El Monte, California
Michael Weller teaches AP U.S. History, Ethnic Studies, and Journalism at Mountain View High School in El Monte, California, where he also serves as social science department chair, accreditation co-chair, and Gay Straight Alliance (GSA) adviser. Michael also works part-time with the Los Angeles County Office of Education as an induction mentor to beginning teachers, and serves each year as a chairperson for accreditation visits to Los Angeles-area schools with the Western Association of Schools and Colleges (WASC). He is interested in decolonizing education, critical pedagogy, incorporating local history in instruction, teacher education and induction, the teaching of writing, and teacher-leadership in educational change efforts. Michael enjoys reading, gardening, coffee, watching soccer and baseball, visiting the California desert, and spending time with his wife and the two dogs and six cats who share their house.

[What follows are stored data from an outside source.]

//! INSERT statement builder.

use std::sync::Arc;

use indexmap::IndexMap;

use crate::bind::Bind;
use crate::connection::{Connection, ExecResult, Result};
use crate::dialect::Dialect;
use crate::value::{Record, SqlValue};

/// A fluent INSERT builder bound to a connection.
///
/// Each column added via [`Insert::column`] renders as a `:column` named
/// placeholder with its value stored in the bind record; [`Insert::set_raw`]
/// splices a verbatim SQL expression instead (e.g. `NOW()`).
#[derive(Clone)]
pub struct Insert {
    connection: Arc<dyn Connection>,
    dialect: Dialect,
    bind: Bind,
    into: Option<String>,
    table: Option<String>,
    columns: IndexMap<String, String>,
    returning: Vec<String>,
}

impl Insert {
    /// Creates a new INSERT builder; the quoting dialect follows the
    /// connection's driver tag.
    #[must_use]
    pub fn new(connection: Arc<dyn Connection>) -> Self {
        let dialect = Dialect::from_driver(connection.driver_name());
        Self {
            connection,
            dialect,
            bind: Bind::new(),
            into: None,
            table: None,
            columns: IndexMap::new(),
            returning: vec![],
        }
    }

    /// The dialect in effect for this builder.
    #[must_use]
    pub const fn dialect(&self) -> Dialect {
        self.dialect
    }

    /// Sets the target table; the name is dialect-quoted.
    #[must_use]
    pub fn into(mut self, table: &str) -> Self {
        self.into = Some(self.dialect.quote_identifier(table));
        self.table = Some(String::from(table));
        self
    }

    /// Adds a column with a bound value.
    #[must_use]
    pub fn column(mut self, col: &str, value: impl Into<SqlValue>) -> Self {
        self.bind.set_value(col, value);
        self.columns.insert(String::from(col), format!(":{col}"));
        self
    }

    /// Bulk-adds columns with bound values.
    #[must_use]
    pub fn columns(mut self, cols: Record) -> Self {
        for (col, value) in cols {
            self.bind.set_value(&col, value);
            let placeholder = format!(":{col}");
            self.columns.insert(col, placeholder);
        }
        self
    }

    /// Adds a column whose value is a verbatim SQL expression.
    #[must_use]
    pub fn set_raw(mut self, col: &str, expr: &str) -> Self {
        self.columns.insert(String::from(col), String::from(expr));
        self
    }

    /// Drops a column (and its bind value) if present.
    #[must_use]
    pub fn without_column(mut self, col: &str) -> Self {
        self.columns.shift_remove(col);
        self.bind.remove(col);
        self
    }

    /// Adds RETURNING columns. Rendered only when the dialect supports
    /// the clause.
    #[must_use]
    pub fn returning(mut self, cols: &[&str]) -> Self {
        self.returning.extend(cols.iter().map(|col| String::from(*col)));
        self
    }

    /// Merges named bind values.
    #[must_use]
    pub fn bind_values(mut self, values: Record) -> Self {
        self.bind.set_values(values);
        self
    }

    /// The accumulated bind values.
    #[must_use]
    pub const fn bind_record(&self) -> &Record {
        self.bind.to_record()
    }

    /// Names of the columns currently in the statement.
    pub fn column_names(&self) -> impl Iterator<Item = &str> {
        self.columns.keys().map(String::as_str)
    }

    /// The sequence name for generated-key retrieval, when the dialect
    /// uses sequences (Postgres).
    #[must_use]
    pub fn last_insert_id_name(&self, column: &str) -> Option<String> {
        self.table
            .as_deref()
            .and_then(|table| self.dialect.last_insert_id_name(table, column))
    }

    /// Last auto-generated id reported by the connection.
    pub fn last_insert_id(&self, sequence: Option<&str>) -> Result<Option<SqlValue>> {
        self.connection.last_insert_id(sequence)
    }

    /// Renders the statement text.
    #[must_use]
    pub fn statement(&self) -> String {
        let table = self.into.as_deref().unwrap_or("");
        let cols: Vec<String> = self
            .columns
            .keys()
            .map(|col| self.dialect.quote_identifier(col))
            .collect();
        let values: Vec<&str> = self.columns.values().map(String::as_str).collect();
        let mut sql = format!(
            "INSERT INTO {table} ({}) VALUES ({})",
            cols.join(", "),
            values.join(", ")
        );
        if !self.returning.is_empty() && self.dialect.supports_returning() {
            sql.push_str(" RETURNING ");
            sql.push_str(&self.returning.join(", "));
        }
        sql
    }

    /// Executes the statement and returns the execution handle.
    pub fn perform(&self) -> Result<ExecResult> {
        let statement = self.statement();
        tracing::debug!(statement = %statement, "performing insert");
        self.connection.perform(&statement, self.bind.to_record())
    }
}

#[cfg(test)]
mod tests {
    use super::*;
    use crate::test_support::FakeConnection;

    #[test]
    fn test_insert_statement() {
        let sql = Insert::new(Arc::new(FakeConnection::new("sqlite")))
            .into("users")
            .column("name", "alice")
            .column("active", true)
            .statement();
        assert_eq!(
            sql,
            "INSERT INTO \"users\" (\"name\", \"active\") VALUES (:name, :active)"
        );
    }

    #[test]
    fn test_insert_binds_by_column_name() {
        let insert = Insert::new(Arc::new(FakeConnection::new("sqlite")))
            .into("users")
            .column("name", "alice");
        assert_eq!(
            insert.bind_record()["name"],
            SqlValue::Text(String::from("alice"))
        );
    }

    #[test]
    fn test_set_raw_expression() {
        let sql = Insert::new(Arc::new(FakeConnection::new("mysql")))
            .into("logs")
            .column("line", "boot")
            .set_raw("created_at", "NOW()")
            .statement();
        assert_eq!(
            sql,
            "INSERT INTO `logs` (`line`, `created_at`) VALUES (:line, NOW())"
        );
    }

    #[test]
    fn test_without_column_strips_bind() {
        let insert = Insert::new(Arc::new(FakeConnection::new("sqlite")))
            .into("users")
            .column("id", SqlValue::Null)
            .column("name", "alice")
            .without_column("id");
        assert_eq!(insert.statement(), "INSERT INTO \"users\" (\"name\") VALUES (:name)");
        assert!(!insert.bind_record().contains_key("id"));
    }

    #[test]
    fn test_returning_gated_by_dialect() {
        let with = Insert::new(Arc::new(FakeConnection::new("pgsql")))
            .into("users")
            .column("name", "a")
            .returning(&["id"])
            .statement();
        assert!(with.ends_with(" RETURNING id"));

        let without = Insert::new(Arc::new(FakeConnection::new("mysql")))
            .into("users")
            .column("name", "a")
            .returning(&["id"])
            .statement();
        assert!(!without.contains("RETURNING"));
    }

    #[test]
    fn test_last_insert_id_name_pgsql_only() {
        let pg = Insert::new(Arc::new(FakeConnection::new("pgsql"))).into("users");
        assert_eq!(pg.last_insert_id_name("id"), Some(String::from("users_id_seq")));

        let my = Insert::new(Arc::new(FakeConnection::new("mysql"))).into("users");
        assert_eq!(my.last_insert_id_name("id"), None);
    }

    #[test]
    fn test_perform_routes_to_connection() {
        let connection = Arc::new(FakeConnection::new("sqlite"));
        connection.expect_row_count(1);
        let result = Insert::new(Arc::clone(&connection) as Arc<dyn Connection>)
            .into("users")
            .column("name", "a")
            .perform()
            .unwrap();
        assert_eq!(result.row_count(), 1);
        assert!(connection.last_statement().starts_with("INSERT INTO"));
    }
}
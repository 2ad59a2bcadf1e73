//! SQL values and parameter records.
//!
//! Every value bound into a statement travels as a [`SqlValue`], tagged
//! with its SQL type. Values are always parameterized, never interpolated
//! into the statement text.

use indexmap::IndexMap;
use serde::{Deserialize, Serialize};

/// An ordered column-name to value map.
///
/// Used for bind parameters, row stores, and fetched rows. Insertion
/// order is preserved so rendered statements are deterministic.
pub type Record = IndexMap<String, SqlValue>;

/// A SQL value that can be bound as a statement parameter.
#[derive(Debug, Clone, PartialEq, Serialize, Deserialize)]
pub enum SqlValue {
    /// NULL value.
    Null,
    /// Boolean value.
    Bool(bool),
    /// Integer value.
    Int(i64),
    /// Float value.
    Float(f64),
    /// Text value.
    Text(String),
    /// Binary blob value.
    Blob(Vec<u8>),
    /// Exact decimal value, kept as its literal text.
    Decimal(String),
    /// A list of values, expanded element-wise for `IN (...)` binds.
    Array(Vec<SqlValue>),
}

impl SqlValue {
    /// Returns true for the scalar variants (everything but `Array`).
    #[must_use]
    pub const fn is_scalar(&self) -> bool {
        !matches!(self, Self::Array(_))
    }

    /// Numeric view of the value, if it has one.
    ///
    /// Booleans coerce to 0/1, integers and floats to themselves, and
    /// text/decimal values to their parsed numeric form when they parse.
    fn as_numeric(&self) -> Option<f64> {
        match self {
            Self::Bool(b) => Some(if *b { 1.0 } else { 0.0 }),
            #[allow(clippy::cast_precision_loss)]
            Self::Int(n) => Some(*n as f64),
            Self::Float(f) => Some(*f),
            Self::Text(s) | Self::Decimal(s) => s.trim().parse().ok(),
            Self::Null | Self::Blob(_) | Self::Array(_) => None,
        }
    }

    /// Loose equality as used for dirty-state diffing.
    ///
    /// If either side is a boolean it is coerced to 0/1 first; if both
    /// sides are then numeric they compare numerically (`1` equals `"1"`
    /// equals `1.0`); everything else compares strictly. Two integers
    /// compare exactly, without a float round-trip.
    #[must_use]
    pub fn loosely_equals(&self, other: &Self) -> bool {
        if let (Self::Int(a), Self::Int(b)) = (self, other) {
            return a == b;
        }
        match (self.as_numeric(), other.as_numeric()) {
            #[allow(clippy::float_cmp)]
            (Some(a), Some(b)) => a == b,
            _ => self == other,
        }
    }
}

impl From<bool> for SqlValue {
    fn from(v: bool) -> Self {
        Self::Bool(v)
    }
}

impl From<i64> for SqlValue {
    fn from(v: i64) -> Self {
        Self::Int(v)
    }
}

impl From<i32> for SqlValue {
    fn from(v: i32) -> Self {
        Self::Int(i64::from(v))
    }
}

impl From<i16> for SqlValue {
    fn from(v: i16) -> Self {
        Self::Int(i64::from(v))
    }
}

impl From<u32> for SqlValue {
    fn from(v: u32) -> Self {
        Self::Int(i64::from(v))
    }
}

impl From<f64> for SqlValue {
    fn from(v: f64) -> Self {
        Self::Float(v)
    }
}

impl From<f32> for SqlValue {
    fn from(v: f32) -> Self {
        Self::Float(f64::from(v))
    }
}

impl From<String> for SqlValue {
    fn from(v: String) -> Self {
        Self::Text(v)
    }
}

impl From<&str> for SqlValue {
    fn from(v: &str) -> Self {
        Self::Text(String::from(v))
    }
}

impl From<Vec<u8>> for SqlValue {
    fn from(v: Vec<u8>) -> Self {
        Self::Blob(v)
    }
}

impl From<&[u8]> for SqlValue {
    fn from(v: &[u8]) -> Self {
        Self::Blob(v.to_vec())
    }
}

impl<T: Into<SqlValue>> From<Option<T>> for SqlValue {
    fn from(v: Option<T>) -> Self {
        v.map_or(Self::Null, Into::into)
    }
}

impl<T: Into<SqlValue>> From<Vec<T>> for SqlValue {
    fn from(v: Vec<T>) -> Self {
        Self::Array(v.into_iter().map(Into::into).collect())
    }
}

#[cfg(test)]
mod tests {
    use super::*;

    #[test]
    fn test_conversions() {
        assert_eq!(SqlValue::from(true), SqlValue::Bool(true));
        assert_eq!(SqlValue::from(42_i32), SqlValue::Int(42));
        assert_eq!(SqlValue::from(2.5_f64), SqlValue::Float(2.5));
        assert_eq!(SqlValue::from("hello"), SqlValue::Text(String::from("hello")));
        assert_eq!(SqlValue::from(None::<i32>), SqlValue::Null);
        assert_eq!(SqlValue::from(Some(7_i64)), SqlValue::Int(7));
    }

    #[test]
    fn test_array_conversion() {
        let v = SqlValue::from(vec![1_i64, 2, 3]);
        assert_eq!(
            v,
            SqlValue::Array(vec![
                SqlValue::Int(1),
                SqlValue::Int(2),
                SqlValue::Int(3)
            ])
        );
        assert!(!v.is_scalar());
    }

    #[test]
    fn test_loose_numeric_equality() {
        assert!(SqlValue::Int(1).loosely_equals(&SqlValue::Text(String::from("1"))));
        assert!(SqlValue::Int(1).loosely_equals(&SqlValue::Float(1.0)));
        assert!(SqlValue::Float(100.12).loosely_equals(&SqlValue::Text(String::from("100.12"))));
        assert!(!SqlValue::Int(1).loosely_equals(&SqlValue::Int(2)));
    }

    #[test]
    fn test_loose_bool_coercion() {
        assert!(SqlValue::Bool(true).loosely_equals(&SqlValue::Int(1)));
        assert!(SqlValue::Bool(false).loosely_equals(&SqlValue::Text(String::from("0"))));
        assert!(!SqlValue::Bool(false).loosely_equals(&SqlValue::Text(String::from("abc"))));
    }

    #[test]
    fn test_strict_fallback() {
        assert!(SqlValue::Null.loosely_equals(&SqlValue::Null));
        assert!(!SqlValue::Null.loosely_equals(&SqlValue::Int(0)));
        assert!(SqlValue::Text(String::from("a")).loosely_equals(&SqlValue::Text(String::from("a"))));
        assert!(!SqlValue::Text(String::from("a")).loosely_equals(&SqlValue::Text(String::from("b"))));
    }
}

Early in my career, I attended a professional development at which the presenter stressed the importance of “seeing every interaction through the eyes of the kids.” This doesn’t mean that we have to agree with the kids or do whatever they want, but that we should always measure our decisions thoughtfully and with careful regard as to how a student might perceive our actions. I also had a mentor, Armen Petrossian, who once remarked that he saw teaching as a dialogue between teachers and students (later I discovered this idea in Freire and other critical pedagogues). Armen also noted that one of the defining characteristics of successful teaching was a positive, trusting relationship between teacher and student (he compared it to the importance of trust between a physician and a patient). While of course this is actually three quotes, I think that each one reveals an important aspect of my teaching philosophy; moreover, each of these aspects is deeply interconnected. That is: teachers must demonstrate humility, empathy, and sincere respect for students’ perceptions and values; teachers must share their power and support students in discovering and articulating their voices; and teachers must, above all, earn their students’ trust by demonstrating love and genuine concern for the students as individuals and as equals.